Andalusia’s Biggs tapped as first 2016 Cancer Freeze recipient

Published 12:00 am Saturday, November 7, 2015

One of Andalusia’s own battling terminal metastatic colon cancer has been named the first of this year’s Cancer Freeze recipients.

Organizer Jennifer Davidson said this week that Jeffery Biggs was named the first of the recipients for the 10th year of the annual event begun in 2007 in memory of family and friends who have passed away from cancer.

Davidson said the recipients will be announced once a week until all are announced.

Jeffery Biggs with his wife Kiley

Jeffery Biggs with his wife Kiley

Proceeds from the day’s events, which usually include a 5K, water events, an auction and more, are split among the beneficiaries selected from the area.

The 2015 event raised more than $40,000.

Biggs’ Cancer Freeze bio says his world changed on Oct. 29, 2012.

“That day I was diagnosed with kidney cancer and colon cancer,” he said. “When diagnosed, like so many others, I had this feeling of disbelief, anger, confusion and yes, regret. What had I done to myself that caused this? What did I do that made my body become ‘infected’ with this disease? I didn’t drink, didn’t smoke, and heck, I’d even started eating healthier foods and exercising. I just couldn’t believe this was happening.”

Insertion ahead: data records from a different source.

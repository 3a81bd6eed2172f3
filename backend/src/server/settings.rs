//! Application settings loaded via OrthoConfig.
//!
//! Every field reads from `ACADEMY_*` environment variables (or the matching
//! CLI flag). Numeric fields carry defaults and the accessors fill in the
//! rest, so an empty environment starts an in-memory development server.

use std::net::SocketAddr;
use std::time::Duration;

use ortho_config::OrthoConfig;
use serde::Deserialize;

use academy::domain::EnrollmentPolicy;
use academy::outbound::payments::DEFAULT_STRIPE_BASE_URL;

const DEFAULT_BIND_ADDR: &str = "0.0.0.0:8080";

/// Errors raised while interpreting settings.
#[derive(Debug, thiserror::Error)]
pub enum SettingsError {
    #[error("invalid bind address '{value}': {source}")]
    BindAddr {
        value: String,
        #[source]
        source: std::net::AddrParseError,
    },
    #[error("invalid Stripe base URL '{value}': {source}")]
    StripeBaseUrl {
        value: String,
        #[source]
        source: url::ParseError,
    },
}

/// Server settings.
#[derive(Debug, Clone, Deserialize, OrthoConfig)]
#[ortho_config(prefix = "ACADEMY")]
pub struct AppSettings {
    /// Socket address to listen on.
    pub bind_addr: Option<String>,
    /// PostgreSQL URL. Without one the in-memory store is used.
    pub database_url: Option<String>,
    /// Maximum pooled database connections.
    #[ortho_config(default = 10)]
    pub db_pool_max_size: u32,
    /// Stripe secret key. Without one the fixture gateway is used.
    pub stripe_secret_key: Option<String>,
    /// Stripe API root, overridable for test doubles.
    pub stripe_base_url: Option<String>,
    /// Payment provider request timeout.
    #[ortho_config(default = 10)]
    pub payment_timeout_secs: u64,
    /// Seats at or below this count are never handed out.
    #[ortho_config(default = 0)]
    pub enrollment_full_threshold: u32,
}

impl AppSettings {
    /// Parsed bind address, defaulting to `0.0.0.0:8080`.
    pub fn bind_addr(&self) -> Result<SocketAddr, SettingsError> {
        let value = self.bind_addr.as_deref().unwrap_or(DEFAULT_BIND_ADDR);
        value.parse().map_err(|source| SettingsError::BindAddr {
            value: value.to_owned(),
            source,
        })
    }

    /// Configured database URL, ignoring blank values.
    pub fn database_url(&self) -> Option<&str> {
        non_blank(self.database_url.as_deref())
    }

    pub fn db_pool_max_size(&self) -> u32 {
        self.db_pool_max_size
    }

    /// Configured Stripe key, ignoring blank values.
    pub fn stripe_secret_key(&self) -> Option<&str> {
        non_blank(self.stripe_secret_key.as_deref())
    }

    pub fn stripe_base_url(&self) -> Result<url::Url, SettingsError> {
        let value = self
            .stripe_base_url
            .as_deref()
            .unwrap_or(DEFAULT_STRIPE_BASE_URL);
        url::Url::parse(value).map_err(|source| SettingsError::StripeBaseUrl {
            value: value.to_owned(),
            source,
        })
    }

    pub fn payment_timeout(&self) -> Duration {
        Duration::from_secs(self.payment_timeout_secs)
    }

    pub fn enrollment_policy(&self) -> EnrollmentPolicy {
        EnrollmentPolicy::with_full_threshold(self.enrollment_full_threshold)
    }
}

fn non_blank(value: Option<&str>) -> Option<&str> {
    value.map(str::trim).filter(|value| !value.is_empty())
}

#[cfg(test)]
mod tests {
    //! Unit tests for settings parsing.

    use super::*;
    use std::ffi::OsString;

    use env_lock::lock_env;
    use rstest::rstest;

    const VARS: [&str; 7] = [
        "ACADEMY_BIND_ADDR",
        "ACADEMY_DATABASE_URL",
        "ACADEMY_DB_POOL_MAX_SIZE",
        "ACADEMY_STRIPE_SECRET_KEY",
        "ACADEMY_STRIPE_BASE_URL",
        "ACADEMY_PAYMENT_TIMEOUT_SECS",
        "ACADEMY_ENROLLMENT_FULL_THRESHOLD",
    ];

    fn load_from_empty_args() -> AppSettings {
        AppSettings::load_from_iter([OsString::from("academy")]).expect("config should load")
    }

    fn cleared_except(overrides: &[(&'static str, &str)]) -> Vec<(&'static str, Option<String>)> {
        VARS.iter()
            .map(|name| {
                let value = overrides
                    .iter()
                    .find(|(key, _)| key == name)
                    .map(|(_, value)| (*value).to_owned());
                (*name, value)
            })
            .collect()
    }

    #[rstest]
    fn defaults_start_an_in_memory_server() {
        let _guard = lock_env(cleared_except(&[]));

        let settings = load_from_empty_args();
        assert_eq!(
            settings.bind_addr().expect("default parses"),
            "0.0.0.0:8080".parse::<SocketAddr>().expect("literal")
        );
        assert!(settings.database_url().is_none());
        assert!(settings.stripe_secret_key().is_none());
        assert_eq!(settings.db_pool_max_size(), 10);
        assert_eq!(settings.payment_timeout(), Duration::from_secs(10));
        assert_eq!(settings.enrollment_policy(), EnrollmentPolicy::default());
        assert_eq!(
            settings.stripe_base_url().expect("default parses").as_str(),
            DEFAULT_STRIPE_BASE_URL
        );
    }

    #[rstest]
    fn environment_overrides_are_respected() {
        let _guard = lock_env(cleared_except(&[
            ("ACADEMY_BIND_ADDR", "127.0.0.1:9000"),
            ("ACADEMY_DATABASE_URL", "postgres://localhost/academy"),
            ("ACADEMY_DB_POOL_MAX_SIZE", "4"),
            ("ACADEMY_STRIPE_SECRET_KEY", "sk_test_123"),
            ("ACADEMY_PAYMENT_TIMEOUT_SECS", "3"),
            ("ACADEMY_ENROLLMENT_FULL_THRESHOLD", "2"),
        ]));

        let settings = load_from_empty_args();
        assert_eq!(
            settings.bind_addr().expect("override parses").port(),
            9000
        );
        assert_eq!(settings.database_url(), Some("postgres://localhost/academy"));
        assert_eq!(settings.db_pool_max_size(), 4);
        assert_eq!(settings.stripe_secret_key(), Some("sk_test_123"));
        assert_eq!(settings.payment_timeout(), Duration::from_secs(3));
        assert_eq!(settings.enrollment_policy().full_threshold(), 2);
    }

    #[rstest]
    fn blank_optional_values_are_ignored() {
        let _guard = lock_env(cleared_except(&[
            ("ACADEMY_DATABASE_URL", "   "),
            ("ACADEMY_STRIPE_SECRET_KEY", ""),
        ]));

        let settings = load_from_empty_args();
        assert!(settings.database_url().is_none());
        assert!(settings.stripe_secret_key().is_none());
    }

    #[rstest]
    fn malformed_bind_addresses_are_reported() {
        let _guard = lock_env(cleared_except(&[("ACADEMY_BIND_ADDR", "not an address")]));

        let err = load_from_empty_args()
            .bind_addr()
            .expect_err("invalid address");
        assert!(matches!(err, SettingsError::BindAddr { .. }));
    }
}
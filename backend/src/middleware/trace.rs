//! Per-request [`TraceId`] scoping.
//!
//! A well-formed `trace-id` request header is adopted so correlation survives
//! a proxy hop; anything else gets a fresh identifier. The identifier is
//! echoed on every response and the completed request is logged with its
//! status and latency.

use std::task::{Context, Poll};
use std::time::Instant;

use actix_web::Error;
use actix_web::dev::{Service, ServiceRequest, ServiceResponse, Transform};
use actix_web::http::header::{HeaderName, HeaderValue};
use futures_util::future::{LocalBoxFuture, Ready, ready};
use tracing::{debug, info, warn};

use crate::domain::{TRACE_ID_HEADER, TraceId};

/// Trace middleware factory.
///
/// # Examples
/// ```
/// use actix_web::App;
/// use academy::Trace;
///
/// let _app = App::new().wrap(Trace);
/// ```
#[derive(Clone, Copy, Debug, Default)]
pub struct Trace;

impl<S, B> Transform<S, ServiceRequest> for Trace
where
    S: Service<ServiceRequest, Response = ServiceResponse<B>, Error = Error> + 'static,
    S::Future: 'static,
    B: 'static,
{
    type Response = ServiceResponse<B>;
    type Error = Error;
    type InitError = ();
    type Transform = TraceMiddleware<S>;
    type Future = Ready<Result<Self::Transform, Self::InitError>>;

    fn new_transform(&self, service: S) -> Self::Future {
        ready(Ok(TraceMiddleware { service }))
    }
}

/// Service wrapper produced by [`Trace`].
pub struct TraceMiddleware<S> {
    service: S,
}

fn inbound_trace_id(req: &ServiceRequest) -> Option<TraceId> {
    let raw = req.headers().get(TRACE_ID_HEADER)?.to_str().ok()?;
    match raw.trim().parse() {
        Ok(id) => Some(id),
        Err(_) => {
            debug!(header = raw, "ignoring malformed inbound trace id");
            None
        }
    }
}

impl<S, B> Service<ServiceRequest> for TraceMiddleware<S>
where
    S: Service<ServiceRequest, Response = ServiceResponse<B>, Error = Error> + 'static,
    S::Future: 'static,
    B: 'static,
{
    type Response = ServiceResponse<B>;
    type Error = Error;
    type Future = LocalBoxFuture<'static, Result<Self::Response, Self::Error>>;

    fn poll_ready(&self, cx: &mut Context<'_>) -> Poll<Result<(), Self::Error>> {
        self.service.poll_ready(cx)
    }

    fn call(&self, req: ServiceRequest) -> Self::Future {
        let trace_id = inbound_trace_id(&req).unwrap_or_else(TraceId::generate);
        let method = req.method().clone();
        let path = req.path().to_owned();
        let started = Instant::now();

        let fut = self.service.call(req);
        Box::pin(TraceId::scope(trace_id, async move {
            let mut res = fut.await?;
            let status = res.status().as_u16();
            info!(
                %trace_id,
                %method,
                path = %path,
                status,
                elapsed_ms = u64::try_from(started.elapsed().as_millis()).unwrap_or(u64::MAX),
                "request completed"
            );
            match HeaderValue::from_str(&trace_id.to_string()) {
                Ok(value) => {
                    res.response_mut()
                        .headers_mut()
                        .insert(HeaderName::from_static(TRACE_ID_HEADER), value);
                }
                Err(error) => warn!(%error, %trace_id, "trace id is not a valid header value"),
            }
            Ok(res)
        }))
    }
}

But Biggs said he refused to let cancer take him from his loved ones.

He’s a husband to Kiley and they have one son, Matthew.

To Birmingham they would go.

“Within a matter of days, my family and I met with a surgeon in Birmingham and the Wednesday before Thanksgiving, Nov. 21, I underwent surgery to remove my left kidney and have a colon resection,” he said. “The surgery was successful, but that wasn’t the end of surgeries. That Sunday, my body went septic. The surgical site was losing oxygen and the resected tissue was dying – quickly. I was rushed back into surgery and roughly nine hours later was still alive and blessed with the fit of an ileostomy.”

Chemo came in January 2013 for Biggs.

“Treatments that could potentially save my life, or at least extend it long enough to see my son, Matthew, grow up,” he said. “Without them, six months – a year at the most, was all doctors said I would have. Chemo it was.”

Despite a harsh first treatment, Biggs said he was determined not to let the cancer beat him.

“Cancer will not kill me. I kept repeating that to myself and anyone who would listen,” he said. “I completed my rounds of chemo, went back to Birmingham for reversal surgery.”

He was told he was in remission and everything seemed to work.

“Fast forward to April 2014,” he said. “Time for routine scans. Something was wrong, I already knew. But, I had to wait for the results of my scans. My cancer had returned. This little spot on my liver we were told to we were told to ‘not worry about’ turned out to be cancer. The cancer had metastasized to my liver, which was already there and visible upon first diagnosis, and was spreading. This was serious.

“I was no longer in remission,” Biggs said. “I wasn’t even stage 3. I was stage 4 and there was no time to waste. Immediately, we began chemo treatments again, even paid a visit to the Mayo Clinic’s offices in Jacksonville, Fla. It was time to get more aggressive. So, we began intensive chemotherapy once again.”

In February 2015, when scans revealed the treatments were not working and the cancer was spreading.

“I was now classified as ‘terminal,’” he said. “Terminal. It’s just a word. It’s a building at the airport. It’s not the end, at least I refused to let it be the end for me. I underwent two additional surgeries, chemo embolization.”

The tumors used the new treatments like food and grew, Biggs said.

“It was the end of the line – at least in Dothan,” he said. “I was immediately referred to MD Anderson Cancer Center in Houston, hoping they would have something to help.”

In September, the Biggs traveled to Texas to meet with doctors and hoped they would have an answer.

Biggs was ultimately accepted into a clinical trial and began weekly trips to Houston for treatment.

“The clinical trial is open-ended, meaning there isn’t a set end date until a determination is made that the treatment either is not working or is not at least providing a form of control of the cancer,” he said. “Fortunately, the protocols of the clinical trial allow for me to take part of the treatments locally at my oncologist’s office in Dothan to help ease the burden of travel.”

The disease forced the Biggses to move from Wicksburg back to Andalusia.

“This was so our son would have stability, an my wife would have help once I started to decline or should I get sick,” he said.

Biggs said he refuses to let cancer win.

“We don’t know when this journey will end, only that it will eventually end in victory — be that become cancer free or having the good Lord decide my fight and journey is done.”